#### Stored data
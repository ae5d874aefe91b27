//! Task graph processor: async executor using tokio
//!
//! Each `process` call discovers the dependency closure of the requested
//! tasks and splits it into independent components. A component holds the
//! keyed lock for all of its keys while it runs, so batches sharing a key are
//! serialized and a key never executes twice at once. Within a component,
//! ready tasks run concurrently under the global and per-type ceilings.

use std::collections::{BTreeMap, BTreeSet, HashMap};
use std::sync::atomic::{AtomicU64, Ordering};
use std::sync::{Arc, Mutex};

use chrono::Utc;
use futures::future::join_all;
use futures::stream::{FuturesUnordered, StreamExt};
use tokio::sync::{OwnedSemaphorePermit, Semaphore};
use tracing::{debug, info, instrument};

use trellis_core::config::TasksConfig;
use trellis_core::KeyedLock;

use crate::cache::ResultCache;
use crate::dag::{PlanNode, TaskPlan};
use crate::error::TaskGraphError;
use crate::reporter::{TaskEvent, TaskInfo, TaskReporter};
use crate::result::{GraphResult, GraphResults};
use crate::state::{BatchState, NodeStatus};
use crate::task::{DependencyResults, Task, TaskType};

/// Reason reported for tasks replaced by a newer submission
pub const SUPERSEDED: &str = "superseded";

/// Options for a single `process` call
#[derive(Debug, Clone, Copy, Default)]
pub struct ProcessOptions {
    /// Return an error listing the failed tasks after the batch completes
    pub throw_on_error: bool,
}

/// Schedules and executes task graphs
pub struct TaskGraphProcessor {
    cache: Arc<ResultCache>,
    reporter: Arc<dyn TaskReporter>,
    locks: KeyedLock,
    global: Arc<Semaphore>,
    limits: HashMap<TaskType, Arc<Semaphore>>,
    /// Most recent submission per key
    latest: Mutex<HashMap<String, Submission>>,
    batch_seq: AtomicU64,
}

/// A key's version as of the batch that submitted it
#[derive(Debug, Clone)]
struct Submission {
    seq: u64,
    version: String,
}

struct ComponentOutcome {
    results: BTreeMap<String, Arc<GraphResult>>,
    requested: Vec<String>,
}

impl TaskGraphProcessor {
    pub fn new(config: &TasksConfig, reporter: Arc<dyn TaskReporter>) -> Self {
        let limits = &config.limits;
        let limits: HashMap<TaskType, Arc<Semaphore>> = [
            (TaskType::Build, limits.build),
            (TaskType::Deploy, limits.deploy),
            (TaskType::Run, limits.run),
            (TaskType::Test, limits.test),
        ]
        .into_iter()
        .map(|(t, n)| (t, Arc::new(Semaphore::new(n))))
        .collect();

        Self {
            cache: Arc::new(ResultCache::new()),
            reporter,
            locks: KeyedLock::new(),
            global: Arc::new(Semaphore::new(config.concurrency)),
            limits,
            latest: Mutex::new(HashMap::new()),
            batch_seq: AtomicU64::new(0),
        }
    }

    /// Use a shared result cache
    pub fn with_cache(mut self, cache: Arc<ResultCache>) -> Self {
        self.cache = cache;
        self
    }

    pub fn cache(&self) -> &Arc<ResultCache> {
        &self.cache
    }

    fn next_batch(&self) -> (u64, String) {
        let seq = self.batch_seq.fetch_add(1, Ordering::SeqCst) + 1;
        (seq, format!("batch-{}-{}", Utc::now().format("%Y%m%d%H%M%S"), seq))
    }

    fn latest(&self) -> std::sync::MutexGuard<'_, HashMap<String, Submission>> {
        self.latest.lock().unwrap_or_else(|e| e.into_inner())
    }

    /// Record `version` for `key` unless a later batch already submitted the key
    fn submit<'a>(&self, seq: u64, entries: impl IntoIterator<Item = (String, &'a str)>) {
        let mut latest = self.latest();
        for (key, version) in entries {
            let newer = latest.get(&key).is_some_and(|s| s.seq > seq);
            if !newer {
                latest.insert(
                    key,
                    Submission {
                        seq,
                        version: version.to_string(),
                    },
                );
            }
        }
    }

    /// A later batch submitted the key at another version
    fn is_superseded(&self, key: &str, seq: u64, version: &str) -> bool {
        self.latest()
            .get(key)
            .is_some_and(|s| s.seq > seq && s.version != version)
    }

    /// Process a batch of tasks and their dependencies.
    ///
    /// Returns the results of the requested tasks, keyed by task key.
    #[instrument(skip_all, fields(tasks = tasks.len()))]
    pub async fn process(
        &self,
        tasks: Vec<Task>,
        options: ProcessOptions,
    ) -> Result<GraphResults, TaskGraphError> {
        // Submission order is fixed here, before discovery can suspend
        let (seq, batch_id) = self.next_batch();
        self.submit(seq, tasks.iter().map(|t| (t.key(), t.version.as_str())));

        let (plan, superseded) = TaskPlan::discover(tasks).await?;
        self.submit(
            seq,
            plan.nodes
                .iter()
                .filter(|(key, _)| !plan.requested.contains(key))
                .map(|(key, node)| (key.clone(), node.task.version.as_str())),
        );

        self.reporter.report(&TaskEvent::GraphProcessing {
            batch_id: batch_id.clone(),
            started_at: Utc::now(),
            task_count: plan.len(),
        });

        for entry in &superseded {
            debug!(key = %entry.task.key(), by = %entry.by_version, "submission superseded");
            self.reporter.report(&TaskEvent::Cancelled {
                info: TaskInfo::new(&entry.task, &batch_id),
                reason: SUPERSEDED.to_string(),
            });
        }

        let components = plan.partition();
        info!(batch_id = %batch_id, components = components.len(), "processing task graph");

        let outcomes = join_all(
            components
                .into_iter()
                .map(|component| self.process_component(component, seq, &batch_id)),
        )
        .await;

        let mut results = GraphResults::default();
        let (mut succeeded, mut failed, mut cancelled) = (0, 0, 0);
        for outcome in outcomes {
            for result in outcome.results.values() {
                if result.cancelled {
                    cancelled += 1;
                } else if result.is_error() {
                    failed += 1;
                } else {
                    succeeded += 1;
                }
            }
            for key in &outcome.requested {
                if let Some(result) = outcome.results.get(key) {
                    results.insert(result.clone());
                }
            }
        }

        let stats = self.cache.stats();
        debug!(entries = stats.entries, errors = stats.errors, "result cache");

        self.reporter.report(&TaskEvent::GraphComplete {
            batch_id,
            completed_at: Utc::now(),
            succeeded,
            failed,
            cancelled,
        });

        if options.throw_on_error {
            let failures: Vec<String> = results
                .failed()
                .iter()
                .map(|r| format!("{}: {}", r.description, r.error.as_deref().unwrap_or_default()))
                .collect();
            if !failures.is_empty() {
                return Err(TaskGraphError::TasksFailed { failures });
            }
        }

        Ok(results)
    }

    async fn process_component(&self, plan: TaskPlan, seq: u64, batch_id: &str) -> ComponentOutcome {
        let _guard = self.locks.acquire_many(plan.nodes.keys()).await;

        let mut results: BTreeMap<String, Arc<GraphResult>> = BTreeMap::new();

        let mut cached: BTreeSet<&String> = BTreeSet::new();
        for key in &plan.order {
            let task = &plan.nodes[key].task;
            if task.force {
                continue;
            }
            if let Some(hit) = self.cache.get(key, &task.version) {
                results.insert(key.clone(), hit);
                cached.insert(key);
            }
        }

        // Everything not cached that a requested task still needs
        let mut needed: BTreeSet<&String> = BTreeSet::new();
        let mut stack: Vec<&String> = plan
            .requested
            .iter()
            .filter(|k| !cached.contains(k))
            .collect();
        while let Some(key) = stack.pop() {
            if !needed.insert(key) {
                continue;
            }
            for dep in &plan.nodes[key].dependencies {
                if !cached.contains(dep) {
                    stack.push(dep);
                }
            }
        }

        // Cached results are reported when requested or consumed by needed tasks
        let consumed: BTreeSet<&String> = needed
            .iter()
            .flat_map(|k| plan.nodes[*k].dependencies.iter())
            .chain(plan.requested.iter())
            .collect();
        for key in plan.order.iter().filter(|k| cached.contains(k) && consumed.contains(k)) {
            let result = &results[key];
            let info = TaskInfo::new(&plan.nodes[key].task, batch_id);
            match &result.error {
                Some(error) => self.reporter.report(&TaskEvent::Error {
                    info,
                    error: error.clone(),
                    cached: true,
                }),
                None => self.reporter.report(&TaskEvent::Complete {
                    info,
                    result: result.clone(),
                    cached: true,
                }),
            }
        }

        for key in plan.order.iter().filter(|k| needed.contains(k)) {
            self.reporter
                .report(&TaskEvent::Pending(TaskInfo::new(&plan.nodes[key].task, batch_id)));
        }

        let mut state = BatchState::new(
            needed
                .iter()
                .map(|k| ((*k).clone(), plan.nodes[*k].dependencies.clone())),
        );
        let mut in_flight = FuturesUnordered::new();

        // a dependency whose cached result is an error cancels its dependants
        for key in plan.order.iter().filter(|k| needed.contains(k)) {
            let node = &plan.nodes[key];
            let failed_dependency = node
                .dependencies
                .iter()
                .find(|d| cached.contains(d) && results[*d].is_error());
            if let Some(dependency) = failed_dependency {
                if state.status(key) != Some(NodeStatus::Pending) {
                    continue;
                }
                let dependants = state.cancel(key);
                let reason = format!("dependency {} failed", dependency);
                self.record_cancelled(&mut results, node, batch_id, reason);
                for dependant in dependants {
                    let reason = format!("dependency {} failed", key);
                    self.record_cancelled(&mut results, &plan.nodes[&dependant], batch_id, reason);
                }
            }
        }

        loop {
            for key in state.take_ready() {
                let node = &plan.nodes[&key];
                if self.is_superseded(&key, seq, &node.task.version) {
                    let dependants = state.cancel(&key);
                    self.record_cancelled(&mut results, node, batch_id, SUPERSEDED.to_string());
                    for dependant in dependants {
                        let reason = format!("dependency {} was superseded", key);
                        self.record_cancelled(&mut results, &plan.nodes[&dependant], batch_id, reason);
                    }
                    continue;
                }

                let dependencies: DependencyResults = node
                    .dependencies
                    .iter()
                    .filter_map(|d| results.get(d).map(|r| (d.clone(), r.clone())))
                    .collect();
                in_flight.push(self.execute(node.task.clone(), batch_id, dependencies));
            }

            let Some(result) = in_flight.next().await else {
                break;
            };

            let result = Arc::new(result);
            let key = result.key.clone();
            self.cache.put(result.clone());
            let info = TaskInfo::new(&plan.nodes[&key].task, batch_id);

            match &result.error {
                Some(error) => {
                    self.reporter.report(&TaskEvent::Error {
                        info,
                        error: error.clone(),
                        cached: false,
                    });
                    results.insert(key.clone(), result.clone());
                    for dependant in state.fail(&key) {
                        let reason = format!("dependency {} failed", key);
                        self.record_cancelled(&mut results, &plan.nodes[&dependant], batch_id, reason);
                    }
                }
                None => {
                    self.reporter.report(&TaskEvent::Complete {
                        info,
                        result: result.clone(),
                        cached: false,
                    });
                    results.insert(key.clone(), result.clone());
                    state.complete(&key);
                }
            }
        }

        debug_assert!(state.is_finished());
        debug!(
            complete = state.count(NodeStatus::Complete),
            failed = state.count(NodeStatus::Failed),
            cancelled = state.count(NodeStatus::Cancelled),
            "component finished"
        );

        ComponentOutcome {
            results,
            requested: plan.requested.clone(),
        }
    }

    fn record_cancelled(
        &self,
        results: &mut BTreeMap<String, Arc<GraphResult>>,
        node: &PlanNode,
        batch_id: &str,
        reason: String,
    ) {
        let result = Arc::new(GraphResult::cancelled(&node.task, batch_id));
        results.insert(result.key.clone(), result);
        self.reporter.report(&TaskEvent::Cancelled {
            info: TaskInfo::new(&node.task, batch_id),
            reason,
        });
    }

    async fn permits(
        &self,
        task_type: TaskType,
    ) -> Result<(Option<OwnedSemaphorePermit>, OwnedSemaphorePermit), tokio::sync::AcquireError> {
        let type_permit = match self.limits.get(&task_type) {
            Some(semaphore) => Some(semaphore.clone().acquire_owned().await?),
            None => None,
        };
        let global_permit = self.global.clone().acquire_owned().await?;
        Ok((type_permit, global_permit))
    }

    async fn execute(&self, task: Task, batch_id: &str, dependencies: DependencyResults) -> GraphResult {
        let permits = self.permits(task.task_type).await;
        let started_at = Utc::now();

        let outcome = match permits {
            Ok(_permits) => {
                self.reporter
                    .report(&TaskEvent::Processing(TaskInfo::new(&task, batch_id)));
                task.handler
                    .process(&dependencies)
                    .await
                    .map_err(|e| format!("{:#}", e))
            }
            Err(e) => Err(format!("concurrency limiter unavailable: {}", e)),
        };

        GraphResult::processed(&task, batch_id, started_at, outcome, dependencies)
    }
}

#### Exercise aim
Each line of the entries above that contains "PlanNode" must be copied into the answer.

#### Reply to the task
use crate::dag::{PlanNode, TaskPlan};
        node: &PlanNode,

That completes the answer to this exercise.